Antes da crise, sob o ex-presidente Alan Greenspan, o Fed praticou uma abordagem mais distanciada, de não interferência, em termos de regulamentação. Greenspan acreditava que os bancos limitariam o risco por autointeresse. Em 2008, ele admitiu-se "chocado" diante do fracasso dessa abordagem depois que o mercado de financiamento habitacional "subprime" entrou em colapso, provocando a pior recessão desde a Grande Depressão.
Greenspan também não se revelou fã de estourar bolhas mediante aumentos dos juros, preferindo, em vez disso, deixá-las estourar por si próprias e atacar os danos resultantes cortando os juros, uma estratégia que funcionou bem no caso do boom no setor de tecnologia no início dos anos 2000, mas que resultou desastrosa alguns anos mais tarde.

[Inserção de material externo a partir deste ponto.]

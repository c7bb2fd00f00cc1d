//! Copy shown while an artifact is being generated.

use std::time::Duration;

use super::state::{Pending, Stage};

/// How long each message stays up before the next one.
pub const ROTATE_EVERY: Duration = Duration::from_secs(3);

pub const QUESTION_MESSAGES: &[&str] = &[
    "Reading between the lines...",
    "Asking the questions you're avoiding...",
    "Getting nosy...",
    "Preparing the hard questions...",
];

pub const SIMULATION_MESSAGES: &[&str] = &[
    "Fast-forwarding to next year...",
    "Checking the multiverse...",
    "Simulating 847 possible futures...",
    "Consulting your future self...",
    "Time traveling (legally)...",
    "Running the numbers your brain won't...",
    "Calculating regret probability...",
    "Mapping emotional trajectories...",
];

pub const FLASHCARD_MESSAGES: &[&str] = &[
    "Gathering your regrets...",
    "Collecting what keeps you up at night...",
    "Finding the skeletons...",
    "Identifying future 3am thoughts...",
];

pub fn messages_for(stage: Stage) -> &'static [&'static str] {
    match stage {
        Stage::Questions => QUESTION_MESSAGES,
        Stage::Simulating(Pending::Simulation) => SIMULATION_MESSAGES,
        Stage::Simulating(Pending::Flashcards) => FLASHCARD_MESSAGES,
        _ => &[],
    }
}

/// The message to show after `elapsed` in `stage`.
pub fn message_at(stage: Stage, elapsed: Duration) -> Option<&'static str> {
    let messages = messages_for(stage);
    if messages.is_empty() {
        return None;
    }
    let index = (elapsed.as_secs() / ROTATE_EVERY.as_secs()) as usize % messages.len();
    Some(messages[index])
}

#[cfg(test)]
mod tests {
    use super::*;

    #[test]
    fn test_rotation_wraps() {
        let stage = Stage::Simulating(Pending::Simulation);
        assert_eq!(message_at(stage, Duration::ZERO), Some(SIMULATION_MESSAGES[0]));
        assert_eq!(message_at(stage, Duration::from_secs(7)), Some(SIMULATION_MESSAGES[2]));
        assert_eq!(message_at(stage, Duration::from_secs(24)), Some(SIMULATION_MESSAGES[0]));
    }

    #[test]
    fn test_flashcard_copy_differs_from_simulation_copy() {
        assert_eq!(
            message_at(Stage::Simulating(Pending::Flashcards), Duration::ZERO),
            Some("Gathering your regrets...")
        );
        assert_eq!(message_at(Stage::Decision, Duration::ZERO), None);
    }
}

No Fed atual, embora haja um esforço para evitar complacência, também não há pressa em usar os juros para atacar uma bolha potencial individual.
"Um grande número de membros do Fed têm consciência de que os juros são apenas uma das ferramentas em seu arsenal, e muitas vezes um instrumento mais eficaz seria de tipo macroprudencial", disse Gennadiy Goldberg, estrategista para os EUA na TD Securities, em Nova York.
Os técnicos divergem, porém, sobre até que ponto o banco central deveria arriscar correr o risco de tolerar uma instabilidade mais disseminada mantendo os juros muito baixos. Após elevá-los em dezembro e sair do patamar zero pela primeira vez em sete anos, a maioria dos membros da comissão está firme na intenção de prosseguir muito lentamente nas elevações adicionais dos juros.
Para os "pacifistas" em temos de política monetária - os que querem manter as taxas baixas visando pressionar o desemprego para níveis ainda mais baixos e estimular a inflação de volta à meta do Fed - isso torna o sucesso dos esforços regulatórios preventivos ainda mais importantes. Se eles conseguirem manter os bolsões de risco sob controle, como no setor imobiliário para fins comerciais, isso lhes dará um argumento mais forte em favor de uma abordagem gradual para o aperto monetário.
"O incentivo existe mesmo se eles não quisessem aquecer a economia", disse Lewis Alexander, economista-chefe da Nomura Securities International Inc, em Nova York. "Porém, para manter isso à medida que avançarmos, é muito proveitoso ter confiança em que a reação em termos de regulamentação e fiscalização é robusta."
Também é possível que o Fed esteja se posicionando para um insucesso. Bolhas são notoriamente difíceis de identificar até explodam, e medidas destinadas a esvaziá-las são frequentemente ineficazes ou chegam tarde demais.